Task item:
What is expected is a word-for-word copy of all the entries.

[Opening Extracted material section]

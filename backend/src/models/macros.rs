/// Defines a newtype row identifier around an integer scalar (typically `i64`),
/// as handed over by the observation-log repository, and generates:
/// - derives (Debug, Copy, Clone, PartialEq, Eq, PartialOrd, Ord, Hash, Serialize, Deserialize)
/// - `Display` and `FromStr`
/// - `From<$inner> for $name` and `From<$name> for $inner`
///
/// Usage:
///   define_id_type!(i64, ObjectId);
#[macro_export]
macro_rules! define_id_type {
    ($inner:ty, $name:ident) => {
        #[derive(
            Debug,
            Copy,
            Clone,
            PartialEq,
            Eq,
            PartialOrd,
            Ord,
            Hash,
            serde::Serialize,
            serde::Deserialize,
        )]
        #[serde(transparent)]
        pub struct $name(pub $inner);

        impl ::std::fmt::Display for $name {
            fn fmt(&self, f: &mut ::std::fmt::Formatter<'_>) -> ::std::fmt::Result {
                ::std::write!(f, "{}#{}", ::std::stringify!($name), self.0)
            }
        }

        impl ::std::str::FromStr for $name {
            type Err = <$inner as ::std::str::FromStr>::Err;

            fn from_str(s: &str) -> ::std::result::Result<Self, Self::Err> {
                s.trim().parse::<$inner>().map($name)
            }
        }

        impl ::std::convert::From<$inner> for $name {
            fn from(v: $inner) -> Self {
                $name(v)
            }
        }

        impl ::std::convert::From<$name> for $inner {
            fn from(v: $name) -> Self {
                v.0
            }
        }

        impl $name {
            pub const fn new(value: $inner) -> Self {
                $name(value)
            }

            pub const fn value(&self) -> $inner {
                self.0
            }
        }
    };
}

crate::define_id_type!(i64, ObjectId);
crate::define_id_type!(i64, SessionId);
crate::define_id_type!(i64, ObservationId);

[Closing Extracted material section]

Response to the task:
filename backend/src/models/macros.rs
/// Defines a newtype row identifier around an integer scalar (typically `i64`),
/// as handed over by the observation-log repository, and generates:
/// - derives (Debug, Copy, Clone, PartialEq, Eq, PartialOrd, Ord, Hash, Serialize, Deserialize)
/// - `Display` and `FromStr`
/// - `From<$inner> for $name` and `From<$name> for $inner`
///
/// Usage:
///   define_id_type!(i64, ObjectId);
#[macro_export]
macro_rules! define_id_type {
    ($inner:ty, $name:ident) => {
        #[derive(
            Debug,
            Copy,
            Clone,
            PartialEq,
            Eq,
            PartialOrd,
            Ord,
            Hash,
            serde::Serialize,
            serde::Deserialize,
        )]
        #[serde(transparent)]
        pub struct $name(pub $inner);

        impl ::std::fmt::Display for $name {
            fn fmt(&self, f: &mut ::std::fmt::Formatter<'_>) -> ::std::fmt::Result {
                ::std::write!(f, "{}#{}", ::std::stringify!($name), self.0)
            }
        }

        impl ::std::str::FromStr for $name {
            type Err = <$inner as ::std::str::FromStr>::Err;

            fn from_str(s: &str) -> ::std::result::Result<Self, Self::Err> {
                s.trim().parse::<$inner>().map($name)
            }
        }

        impl ::std::convert::From<$inner> for $name {
            fn from(v: $inner) -> Self {
                $name(v)
            }
        }

        impl ::std::convert::From<$name> for $inner {
            fn from(v: $name) -> Self {
                v.0
            }
        }

        impl $name {
            pub const fn new(value: $inner) -> Self {
                $name(value)
            }

            pub const fn value(&self) -> $inner {
                self.0
            }
        }
    };
}

crate::define_id_type!(i64, ObjectId);
crate::define_id_type!(i64, SessionId);
crate::define_id_type!(i64, ObservationId);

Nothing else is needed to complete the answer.